Persisting data in an HPCC Systems Cloud native environment
If you have not yet experimented with our new cloud native platform, you might like to take a look at the previous blogs in our HPCC Systems Cloud series:
- Richard Chapman (VP & Head of Research & Development, LexisNexis Risk Solutions) has written a blog about HPCC Systems and the Path to Cloud, which gives some background information to this ongoing development project and provides details of how to set up a default cluster using a Helm chart.
- Jake Smith (Enterprise/Lead Architect, LexisNexis Risk Solutions) has written a blog about Setting up a default HPCC Systems cluster on Microsoft Azure Cloud Using HPCC Systems 7.8.x and Kubernetes, which provides detailed instructions and helpful hints in a tutorial style.
These blogs are a good starting points for understanding the new containerized version of the HPCC Systems platform but neither of the systems described how to persist the data.

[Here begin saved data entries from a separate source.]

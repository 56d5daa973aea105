//! GraphQL endpoint handler.
//!
//! Requests are dispatched on the first field of the operation's selection
//! set. Only the fields this crate sends are understood; anything else is
//! answered with a GraphQL error.

use std::sync::Arc;

use axum::{
    extract::State,
    http::{header, HeaderMap, StatusCode},
    response::{IntoResponse, Response},
    Json,
};
use serde::Deserialize;
use serde_json::{json, Map, Value};
use tokio::sync::RwLock;

use crate::mock_server::state::MockState;

/// A GraphQL request envelope.
#[derive(Debug, Deserialize)]
pub struct GraphQlBody {
    pub query: String,
    #[serde(default)]
    pub variables: Value,
}

/// POST /api/v1/graphql
pub async fn graphql(
    State(state): State<Arc<RwLock<MockState>>>,
    headers: HeaderMap,
    Json(body): Json<GraphQlBody>,
) -> Response {
    let mut state = state.write().await;

    if let Some(required) = &state.required_token {
        let expected = format!("Bearer {required}");
        let authorized = headers
            .get(header::AUTHORIZATION)
            .and_then(|v| v.to_str().ok())
            .is_some_and(|v| v == expected);
        if !authorized {
            return (
                StatusCode::UNAUTHORIZED,
                Json(json!({"message": "Unauthorized"})),
            )
                .into_response();
        }
    }

    if !headers.contains_key("organization-context") {
        return (
            StatusCode::BAD_REQUEST,
            Json(json!({"message": "Organization-Context header is required"})),
        )
            .into_response();
    }

    let Some(field) = root_field(&body.query) else {
        return graphql_error("could not find a root field");
    };

    match resolve(&mut state, field, &body.variables) {
        Ok(value) => {
            let mut data = Map::new();
            data.insert(field.to_string(), value);
            Json(json!({ "data": data })).into_response()
        }
        Err(message) => graphql_error(&message),
    }
}

fn graphql_error(message: &str) -> Response {
    Json(json!({
        "data": null,
        "errors": [{"message": message}],
    }))
    .into_response()
}

/// First field name inside the operation's selection set.
pub(crate) fn root_field(document: &str) -> Option<&str> {
    let start = document.find('{')? + 1;
    let rest = document[start..].trim_start();
    let end = rest
        .find(|c: char| !(c.is_ascii_alphanumeric() || c == '_'))
        .unwrap_or(rest.len());
    (end > 0).then(|| &rest[..end])
}

fn resolve(state: &mut MockState, field: &str, vars: &Value) -> Result<Value, String> {
    match field {
        "_allFindingsMeta" => {
            let filter = vars.get("filter").and_then(Value::as_object);
            Ok(json!({ "count": state.list("allFindings", filter).len() }))
        }
        f if f.starts_with("all") => Ok(list_page(state, f, vars)),

        "createAsset" => create_asset(state, &vars["input"]),
        "createNewAssetVersionOnAsset" => create_asset_version(state, vars),
        "createArtifact" => create_artifact(state, &vars["input"]),
        "createProduct" => create_product(state, &vars["input"]),
        "createTest" => create_test(state, &vars["input"]),

        "updateFindingsStatuses" => {
            let ids: Vec<String> = serde_json::from_value(vars["ids"].clone())
                .map_err(|e| format!("ids: {e}"))?;
            let updated = state.update_finding_statuses(&ids, &vars["updateStatusInput"]);
            Ok(json!({ "ids": updated }))
        }

        "startMultipartUploadV2" => {
            let test_id = string_var(vars, "testId")?;
            let (upload_id, key) = state.start_upload(&test_id);
            Ok(json!({"uploadId": upload_id, "key": key}))
        }
        "generateUploadPartUrlV2" => {
            let upload_id = string_var(vars, "uploadId")?;
            let part_number = vars["partNumber"]
                .as_u64()
                .ok_or("partNumber is required")?;
            let upload = state
                .uploads
                .get(&upload_id)
                .ok_or_else(|| format!("unknown upload {upload_id}"))?;
            Ok(json!({
                "key": upload.key,
                "uploadUrl": format!("{}/upload/{upload_id}/{part_number}", state.base_url),
            }))
        }
        "completeMultipartUploadV2" => {
            let upload_id = string_var(vars, "uploadId")?;
            let parts = vars["partData"].as_array().ok_or("partData is required")?;
            let numbers: Vec<u32> = parts
                .iter()
                .filter_map(|p| p["PartNumber"].as_u64())
                .filter_map(|n| u32::try_from(n).ok())
                .collect();
            let key = state
                .complete_upload(&upload_id, &numbers)
                .ok_or_else(|| format!("cannot complete upload {upload_id}"))?;
            Ok(json!({ "key": key }))
        }
        "generateSinglePartUploadUrl" => {
            let test_id = string_var(vars, "testId")?;
            let key = state.next_id(&format!("results-{test_id}"));
            Ok(json!({
                "key": key,
                "uploadUrl": format!("{}/upload/single/{key}", state.base_url),
            }))
        }
        "launchBinaryUploadProcessing" | "launchTestResultProcessing" => {
            let key = string_var(vars, "key")?;
            let test_id = string_var(vars, "testId")?;
            if !state.objects.contains_key(&key) {
                return Err(format!("no object uploaded at {key}"));
            }
            state.processed.push((key.clone(), test_id));
            Ok(json!({ "key": key }))
        }

        "launchArtifactCSVExport" | "launchArtifactPdfExport" | "launchProductCSVExport"
        | "launchProductPdfExport" | "launchCycloneDxExport" | "launchSpdxExport" => {
            let id = state.launch_export(field);
            Ok(json!({ "exportJobId": id }))
        }
        "generateExportDownloadPresignedUrl" => {
            let id = string_var(vars, "exportId")?;
            let (status, link) = state
                .poll_export(&id)
                .ok_or_else(|| format!("unknown export {id}"))?;
            Ok(json!({"status": status, "downloadLink": link}))
        }

        other => Err(format!("Cannot query field \"{other}\"")),
    }
}

fn string_var(vars: &Value, name: &str) -> Result<String, String> {
    vars[name]
        .as_str()
        .filter(|s| !s.is_empty())
        .map(str::to_string)
        .ok_or_else(|| format!("{name} is required"))
}

/// Cursor page over the records of a list field.
///
/// `_cursor` is the record's 1-based position, so `after` is also the
/// index of the next record.
fn list_page(state: &MockState, field: &str, vars: &Value) -> Value {
    let filter = vars.get("filter").and_then(Value::as_object);
    let start = vars["after"]
        .as_str()
        .and_then(|c| c.parse::<usize>().ok())
        .unwrap_or(0);
    let first = vars["first"].as_u64().map_or(100, |n| n as usize);

    let page: Vec<Value> = state
        .list(field, filter)
        .into_iter()
        .enumerate()
        .skip(start)
        .take(first)
        .map(|(i, record)| {
            let mut record = record.clone();
            record["_cursor"] = json!((i + 1).to_string());
            record
        })
        .collect();
    Value::Array(page)
}

fn create_asset(state: &mut MockState, input: &Value) -> Result<Value, String> {
    let id = state.next_id("asset");
    let business_unit = input["group"].clone();
    let mut ctx = input["ctx"].clone();
    ctx["asset"] = json!(id);
    let record = json!({
        "id": id,
        "name": input["name"],
        "group": {"id": business_unit},
        "createdBy": {"id": input["createdBy"]},
        "ctx": ctx,
        "versions": [],
    });
    state.insert("allAssets", record.clone());
    Ok(record)
}

fn create_asset_version(state: &mut MockState, vars: &Value) -> Result<Value, String> {
    let asset_id = string_var(vars, "assetId")?;
    let name = string_var(vars, "assetVersionName")?;
    let id = state.next_id("av");

    let asset = state
        .find_mut("allAssets", &asset_id)
        .ok_or_else(|| format!("unknown asset {asset_id}"))?;
    let asset_name = asset["name"].clone();
    let group = asset["group"].clone();
    if let Some(versions) = asset["versions"].as_array_mut() {
        versions.push(json!({"id": id, "name": name}));
    }

    let record = json!({
        "id": id,
        "name": name,
        "createdBy": {"id": vars["createdByUserId"]},
        "asset": {"id": asset_id, "name": asset_name, "group": group},
    });
    state.insert("allAssetVersions", record.clone());

    if let Some(product_id) = vars["productId"].as_str() {
        if let Some(product) = state.find_mut("allProducts", product_id) {
            if let Some(assets) = product["assets"].as_array_mut() {
                assets.push(json!({"id": id, "name": name}));
            }
        }
    }

    let wrapper_id = state.next_id("avw");
    Ok(json!({"id": wrapper_id, "assetVersion": record}))
}

fn create_artifact(state: &mut MockState, input: &Value) -> Result<Value, String> {
    let asset_version_id = input["assetVersion"]
        .as_str()
        .ok_or("assetVersion is required")?
        .to_string();
    if state.list("allAssetVersions", None).iter().all(|v| v["id"] != asset_version_id.as_str()) {
        return Err(format!("unknown asset version {asset_version_id}"));
    }

    let id = state.next_id("artifact");
    let record = json!({
        "id": id,
        "name": input["name"],
        "createdBy": {"id": input["createdBy"]},
        "assetVersion": {"id": asset_version_id},
        "ctx": input["ctx"],
    });
    state.insert("allAssets", record.clone());
    Ok(record)
}

fn create_product(state: &mut MockState, input: &Value) -> Result<Value, String> {
    let id = state.next_id("product");
    let vendor = match (&input["vendor"], &input["createVendor"]) {
        (Value::Null, Value::Null) => Value::Null,
        (Value::Null, created) => json!({"name": created["name"]}),
        (existing, _) => existing.clone(),
    };
    let record = json!({
        "id": id,
        "name": input["name"],
        "group": {"id": input["group"]},
        "createdBy": {"id": input["createdBy"]},
        "vendor": vendor,
        "assets": [],
    });
    state.insert("allProducts", record.clone());
    Ok(record)
}

fn create_test(state: &mut MockState, input: &Value) -> Result<Value, String> {
    if input["testResultFileFormat"].as_str().map_or(true, str::is_empty) {
        return Err("testResultFileFormat is required".to_string());
    }
    let id = state.next_id("test");
    let record = json!({
        "id": id,
        "name": input["name"],
        "artifactUnderTest": {"id": input["artifactUnderTest"]},
        "createdBy": {"id": input["createdBy"]},
        "ctx": input["ctx"],
        "uploadMethod": input["uploadMethod"],
        "testResultFileFormat": input["testResultFileFormat"],
    });
    state.insert("tests", record.clone());
    Ok(record)
}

In this blog Gavin Halliday (Enterprise/Lead Architect, LexisNexis Risk Solutions), walks through how to persist your data. He also provides a temporary solution you can use to get your data in to the system, until a permanent solution becomes available.
So how do you persist the data?
If you are using the standard Helm charts, when a release is uninstalled your data and queries will also disappear. If you are bringing up a system to test or experiment with then that may well be considered to be a feature, but if you want to do any real work it is not very useful.
Kubernetes uses persistent volume claims (pvcs) to provide access to data storage. By default the hpcc Helm charts use pvcs that have the same lifetime as the cluster. They automatically create a data volume when the cluster is installed and the volumes are freed up when the cluster is uninstalled.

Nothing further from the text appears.